··· SUPPLIED MATERIAL

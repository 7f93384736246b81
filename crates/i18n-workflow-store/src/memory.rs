//! In-memory catalog store for testing and ephemeral use.
//!
//! [`InMemoryCatalogStore`] keeps the catalog as YAML text behind a
//! `RwLock`, so loads and saves go through the same text form as a file.

use std::sync::RwLock;

use i18n_workflow_core::{to_yaml, Document};

use crate::error::{Result, StoreError};
use crate::traits::CatalogStore;

/// An in-memory implementation of [`CatalogStore`].
#[derive(Debug, Default)]
pub struct InMemoryCatalogStore {
    contents: RwLock<Option<String>>,
}

impl InMemoryCatalogStore {
    /// Create an empty store, equivalent to an absent catalog file.
    pub fn new() -> Self {
        Self::default()
    }

    /// Create a store that already holds `text`.
    pub fn with_contents(text: impl Into<String>) -> Self {
        Self {
            contents: RwLock::new(Some(text.into())),
        }
    }

    /// The stored text, if anything has been stored.
    pub fn contents(&self) -> Result<Option<String>> {
        let contents = self.contents.read().map_err(|e| {
            StoreError::LockPoisoned(e.to_string())
        })?;
        Ok(contents.clone())
    }
}

impl CatalogStore for InMemoryCatalogStore {
    fn load(&self) -> Result<Document> {
        let contents = self.contents.read().map_err(|e| {
            StoreError::LockPoisoned(e.to_string())
        })?;
        Ok(contents
            .as_deref()
            .map(Document::from_yaml_str_lenient)
            .unwrap_or_default())
    }

    fn save(&self, doc: &Document) -> Result<()> {
        let text = to_yaml(doc)?;
        let mut contents = self.contents.write().map_err(|e| {
            StoreError::LockPoisoned(e.to_string())
        })?;
        *contents = Some(text);
        Ok(())
    }

    fn describe(&self) -> String {
        "memory".to_string()
    }
}
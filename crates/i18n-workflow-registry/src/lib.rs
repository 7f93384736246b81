//! Missing-translation registry for i18n-workflow.
//!
//! A lookup collaborator reports every translation it fails to resolve. The
//! [`Registry`] normalizes each report into a [`KeyPath`], hands back a
//! readable placeholder string, and later exports the accumulated paths as a
//! catalog [`Document`](i18n_workflow_core::Document) of empty leaves.
//!
//! # Modules
//!
//! - [`key`] -- Key normalization and the [`KeyPath`] type
//! - [`lookup`] -- Lookup options, placeholder text, and scope rewriting helpers
//! - [`registry`] -- The [`Registry`] log itself

pub mod key;
pub mod lookup;
pub mod registry;

pub use key::{normalize_keys, KeyPath, DEFAULT_SEPARATOR, SCOPE_SUFFIX};
pub use lookup::{
    always_cascade, explicit_scope_key, placeholder_text, LookupOptions, ScopedLookup,
    RESERVED_OPTION_KEYS,
};
pub use registry::{paths_to_document, Registry};
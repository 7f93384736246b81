//! Translation catalog documents for i18n-workflow.
//!
//! A catalog is a tree of string keys whose leaves are translation strings.
//! Root keys are locale identifiers. This crate owns the pure half of the
//! missing-translation pipeline: combining catalogs without losing known
//! translations, copying a locale's key skeleton into other locales, and
//! reading/writing the YAML form of a catalog.
//!
//! # Key Types
//!
//! - [`Document`] / [`DocumentNode`] -- Nested catalog (leaf string or branch)
//! - [`merge`] -- Value-preserving deep union of two documents
//! - [`replicate`] -- Copy a base locale's structure into target locales with empty leaves
//! - [`to_yaml`] / [`Document::from_yaml_str`] -- Deterministic catalog text form

pub mod document;
pub mod error;
pub mod merge;
pub mod yaml;

pub use document::{Document, DocumentNode};
pub use error::{CatalogError, CatalogResult};
pub use merge::{merge, replicate};
pub use yaml::to_yaml;
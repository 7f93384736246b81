//! Value-preserving merge and cross-locale replication.
//!
//! Both operations are pure: they read their inputs and return a new
//! [`Document`]. Neither ever turns a non-empty leaf into an empty one.

use tracing::debug;

use crate::document::{Document, DocumentNode};

/// Deep union of `new` and `existing`, where `existing` wins every conflict.
///
/// - Key in both sides as branches: recurse.
/// - Key in both sides otherwise (two leaves, or a leaf and a branch): keep
///   `existing`'s node.
/// - Key on one side only: take it as-is.
pub fn merge(new: &Document, existing: &Document) -> Document {
    let mut merged = existing.clone();
    merge_into(&mut merged, new);
    merged
}

/// Add everything from `incoming` that `target` lacks, keeping `target`'s
/// nodes on conflict.
fn merge_into(target: &mut Document, incoming: &Document) {
    for (key, node) in incoming {
        if let Some(existing) = target.get_mut(key) {
            if let (DocumentNode::Branch(existing), DocumentNode::Branch(added)) = (existing, node) {
                merge_into(existing, added);
            }
            continue;
        }
        target.insert(key.clone(), node.clone());
    }
}

impl Document {
    /// In-place form of [`merge`] with `self` as the existing side: adds what
    /// `incoming` has that `self` lacks and keeps every node `self` already has.
    pub fn absorb(&mut self, incoming: &Document) {
        merge_into(self, incoming);
    }
}

/// Like [`merge_into`], except nodes copied over from `source` are blanked.
fn merge_structure_into(target: &mut Document, source: &Document) {
    for (key, node) in source {
        if let Some(existing) = target.get_mut(key) {
            if let (DocumentNode::Branch(existing), DocumentNode::Branch(added)) = (existing, node) {
                merge_structure_into(existing, added);
            }
            continue;
        }
        target.insert(key.clone(), node.blanked());
    }
}

/// Copy the key skeleton of `base_locale` into each of `target_locales`.
///
/// An existing target locale keeps all of its leaves and only gains the keys
/// it was missing, each as `""`. A target locale that does not exist yet is
/// created as a blanked copy of the base locale. Targets equal to the base
/// locale are skipped, and the call is a no-op when the base locale is absent
/// or is not a branch.
pub fn replicate<S: AsRef<str>>(doc: &Document, base_locale: &str, target_locales: &[S]) -> Document {
    let mut result = doc.clone();
    let Some(source) = doc.get(base_locale).and_then(DocumentNode::as_branch) else {
        debug!(locale = base_locale, "base locale missing from catalog, nothing to replicate");
        return result;
    };

    for target in target_locales {
        let target = target.as_ref();
        if target == base_locale {
            continue;
        }
        match result.get_mut(target) {
            Some(DocumentNode::Branch(existing)) => {
                debug!(from = base_locale, to = target, "merging key structure into locale");
                merge_structure_into(existing, source);
                continue;
            }
            Some(DocumentNode::Leaf(_)) => {
                debug!(locale = target, "target locale is a plain value, leaving it untouched");
                continue;
            }
            None => {}
        }
        debug!(from = base_locale, to = target, "creating locale from blanked structure");
        result.insert(target, source.blanked());
    }
    result
}
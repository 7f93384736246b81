use std::fs;
use std::path::Path;

use anyhow::Context;
use colored::Colorize;
use i18n_workflow_core::{merge, replicate, Document, DocumentNode};
use i18n_workflow_store::{CatalogStore, FileCatalogStore, StoreConfig};
use tracing::debug;

use crate::cli::*;

pub fn run_command(cli: Cli) -> anyhow::Result<()> {
    let config = load_config(cli.config.as_deref(), cli.catalog)?;
    let store = FileCatalogStore::new(&config.catalog_path);
    match cli.command {
        Command::Show(args) => cmd_show(&store, args),
        Command::Normalize => cmd_normalize(&store),
        Command::Replicate(args) => cmd_replicate(&store, &config, args),
        Command::Merge(args) => cmd_merge(&store, &args.incoming),
    }
}

fn load_config(path: Option<&Path>, catalog: Option<std::path::PathBuf>) -> anyhow::Result<StoreConfig> {
    let mut config = match path {
        Some(path) => StoreConfig::load(path)
            .with_context(|| format!("loading config {}", path.display()))?,
        None => StoreConfig::default(),
    };
    if let Some(catalog) = catalog {
        config.catalog_path = catalog;
    }
    debug!(catalog = %config.catalog_path.display(), locale = %config.default_locale, "configuration loaded");
    Ok(config)
}

/// Per-locale leaf counts.
#[derive(Debug, PartialEq, Eq)]
struct LocaleSummary {
    locale: String,
    total: usize,
    untranslated: Vec<String>,
}

fn summarize(doc: &Document) -> Vec<LocaleSummary> {
    doc.iter()
        .map(|(locale, node)| {
            let leaves = match node {
                DocumentNode::Branch(branch) => branch.leaf_paths(),
                DocumentNode::Leaf(value) => vec![(Vec::new(), value.clone())],
            };
            LocaleSummary {
                locale: locale.clone(),
                total: leaves.len(),
                untranslated: leaves
                    .into_iter()
                    .filter(|(_, value)| value.is_empty())
                    .map(|(path, _)| path.join("."))
                    .collect(),
            }
        })
        .collect()
}

fn cmd_show(store: &FileCatalogStore, args: ShowArgs) -> anyhow::Result<()> {
    let doc = store.load_strict()?;
    if doc.is_empty() {
        println!("No missing translations in {}.", store.describe().bold());
        return Ok(());
    }
    println!("Catalog {}", store.describe().bold());
    for summary in summarize(&doc) {
        let pending = summary.untranslated.len();
        let status = if pending == 0 {
            "complete".green()
        } else {
            format!("{pending} untranslated").yellow()
        };
        println!("  {}  {} keys, {}", summary.locale.cyan().bold(), summary.total, status);
        if args.keys {
            for key in &summary.untranslated {
                println!("    {}", key.dimmed());
            }
        }
    }
    Ok(())
}

fn cmd_normalize(store: &FileCatalogStore) -> anyhow::Result<()> {
    let doc = store.load_strict()?;
    store.save(&doc)?;
    println!("{} Normalized {}", "✓".green().bold(), store.describe().bold());
    Ok(())
}

fn cmd_replicate(store: &FileCatalogStore, config: &StoreConfig, args: ReplicateArgs) -> anyhow::Result<()> {
    let base = args.base.unwrap_or_else(|| config.default_locale.clone());
    let targets = if args.targets.is_empty() {
        config.duplicate_to_locales.clone()
    } else {
        args.targets
    };
    if targets.is_empty() {
        anyhow::bail!("no target locales given; pass --to or set duplicate_to_locales");
    }

    let doc = store.load_strict()?;
    if doc.get(&base).and_then(DocumentNode::as_branch).is_none() {
        anyhow::bail!("locale {base} not found in {}", store.describe());
    }
    store.save(&replicate(&doc, &base, &targets))?;
    println!(
        "{} Replicated {} keys into {}",
        "✓".green().bold(),
        base.cyan(),
        targets.join(", ").yellow()
    );
    Ok(())
}

fn cmd_merge(store: &FileCatalogStore, incoming: &Path) -> anyhow::Result<()> {
    let text = fs::read_to_string(incoming)
        .with_context(|| format!("reading {}", incoming.display()))?;
    let added = Document::from_yaml_str(&text)
        .with_context(|| format!("parsing {}", incoming.display()))?;

    let existing = store.load_strict()?;
    let merged = merge(&added, &existing);
    let new_keys = merged.leaf_count().saturating_sub(existing.leaf_count());
    store.save(&merged)?;
    println!(
        "{} Merged {} ({} new keys)",
        "✓".green().bold(),
        incoming.display().to_string().bold(),
        new_keys
    );
    Ok(())
}
//! The [`CatalogStore`] trait defining where a catalog lives.

use i18n_workflow_core::Document;

use crate::error::Result;

/// Storage backend for a single catalog document.
///
/// Implementations must be thread-safe (`Send + Sync`). A store that holds
/// nothing yet, or holds something that is not a catalog, loads as an empty
/// document rather than failing.
pub trait CatalogStore: Send + Sync {
    /// Read the current catalog.
    fn load(&self) -> Result<Document>;

    /// Replace the stored catalog with `doc`.
    fn save(&self, doc: &Document) -> Result<()>;

    /// Human-readable location of the catalog, used in logs.
    fn describe(&self) -> String;
}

······

After locating the line with "take it as-is." in the material above, return it and each line after it exactly, ending at the line with "fn merge_into(target: &mut".

/// - Key on one side only: take it as-is.
pub fn merge(new: &Document, existing: &Document) -> Document {
    let mut merged = existing.clone();
    merge_into(&mut merged, new);
    merged
}

/// Add everything from `incoming` that `target` lacks, keeping `target`'s
/// nodes on conflict.
fn merge_into(target: &mut Document, incoming: &Document) {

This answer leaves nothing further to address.